=== DATA EXTRACTS ===

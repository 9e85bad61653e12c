use foundation::bounds::Aabb2;
use foundation::math::{Coordinates, great_circle_interpolate};
use projection::{MercatorView, OrthographicView, Transform2D, Viewport, project_mercator};

/// Mercator zoom factor bounds.
pub const MERCATOR_MIN_ZOOM: f64 = 0.8;
pub const MERCATOR_MAX_ZOOM: f64 = 18.0;
/// Orthographic scale bounds as multiples of the viewport baseline.
pub const ORTHO_MIN_ZOOM: f64 = 0.8;
pub const ORTHO_MAX_ZOOM: f64 = 10.0;

/// Fraction of the viewport the fitted bounding box may occupy.
const FIT_PADDING: f64 = 0.9;

/// Pan/zoom transform framing both endpoints on a Mercator map.
///
/// Pure in its inputs, so repeated fits of the same path can never drift.
/// Coincident endpoints degrade to the maximum zoom centered on the point.
pub fn mercator_fit_target(p1: Coordinates, p2: Coordinates, viewport: Viewport) -> Transform2D {
    let base = MercatorView::default();
    let a = project_mercator(p1, base, viewport);
    let b = project_mercator(p2, base, viewport);

    let mut bounds = Aabb2::new(a, a);
    bounds.expand(b);
    let size = bounds.size();
    let spread = (size.x / viewport.width).max(size.y / viewport.height);
    let k = (FIT_PADDING / spread).clamp(MERCATOR_MIN_ZOOM, MERCATOR_MAX_ZOOM);

    let c = bounds.center();
    let vc = viewport.center();
    Transform2D::new(vc.x - c.x * k, vc.y - c.y * k, k)
}

/// Rotation framing both endpoints on the globe: center the great-circle
/// midpoint, keep the current scale.
pub fn orthographic_fit_target(
    p1: Coordinates,
    p2: Coordinates,
    current: OrthographicView,
) -> OrthographicView {
    let mid = great_circle_interpolate(p1, p2, 0.5);
    OrthographicView::new([-mid.lon_deg, -mid.lat_deg, 0.0], current.scale)
}
pub mod bounds;
pub mod math;
pub mod time;

// Foundation crate: small, well-tested primitives only.
pub use bounds::*;
pub use time::*;
use foundation::math::Vec2;

/// CSS hex color.
#[derive(Debug, Copy, Clone, PartialEq, Eq)]
pub struct Color(pub &'static str);

/// Reference palette.
pub const PATH_STROKE: Color = Color("#06B6D4");
pub const MARKER_FILL: Color = Color("#f0f9ff");
pub const MARKER_STROKE: Color = Color("#0ea5e9");
pub const LAND_FILL: Color = Color("#374151");
pub const BACKGROUND: Color = Color("#111827");
pub const GRATICULE: Color = Color("#9ca3af");

#[derive(Debug, Copy, Clone, PartialEq)]
pub struct PrimitiveStyle {
    pub stroke: Option<Color>,
    pub fill: Option<Color>,
    pub stroke_width: f64,
    pub opacity: f64,
}

impl PrimitiveStyle {
    pub fn stroke(color: Color, width: f64) -> Self {
        Self {
            stroke: Some(color),
            fill: None,
            stroke_width: width,
            opacity: 1.0,
        }
    }

    pub fn fill(color: Color) -> Self {
        Self {
            stroke: None,
            fill: Some(color),
            stroke_width: 0.0,
            opacity: 1.0,
        }
    }

    pub fn with_opacity(mut self, opacity: f64) -> Self {
        self.opacity = opacity;
        self
    }
}

/// Screen-space output of a render pass.
///
/// Primitives are rebuilt on every state change and owned by the drawing
/// backend; the core never retains them across frames.
#[derive(Debug, Clone, PartialEq)]
pub enum RenderPrimitive {
    Polyline {
        points: Vec<Vec2>,
        style: PrimitiveStyle,
    },
    Polygon {
        rings: Vec<Vec<Vec2>>,
        style: PrimitiveStyle,
    },
    Circle {
        center: Vec2,
        radius: f64,
        style: PrimitiveStyle,
    },
}

/// Stroke weight compensation: visual width stays roughly constant across
/// zoom by dividing by the square root of the zoom fraction.
pub fn zoom_compensated(base: f64, zoom_fraction: f64) -> f64 {
    base / zoom_fraction.max(1e-6).sqrt()
}

#[cfg(test)]
mod tests {
    use super::{PATH_STROKE, PrimitiveStyle, zoom_compensated};

    #[test]
    fn stroke_width_shrinks_with_zoom() {
        assert_eq!(zoom_compensated(2.0, 1.0), 2.0);
        assert_eq!(zoom_compensated(2.0, 4.0), 1.0);
        assert!(zoom_compensated(2.0, 16.0) < zoom_compensated(2.0, 4.0));
    }

    #[test]
    fn style_builders() {
        let s = PrimitiveStyle::stroke(PATH_STROKE, 2.0).with_opacity(0.5);
        assert_eq!(s.stroke, Some(PATH_STROKE));
        assert_eq!(s.opacity, 0.5);
        assert!(s.fill.is_none());
    }
}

===

• [WHAT IS BEING ASKED] Each line of the data that holds "Some" should be copied.

• [FINISHED TASK]
            stroke: Some(color),
            fill: Some(color),
        assert_eq!(s.stroke, Some(PATH_STROKE));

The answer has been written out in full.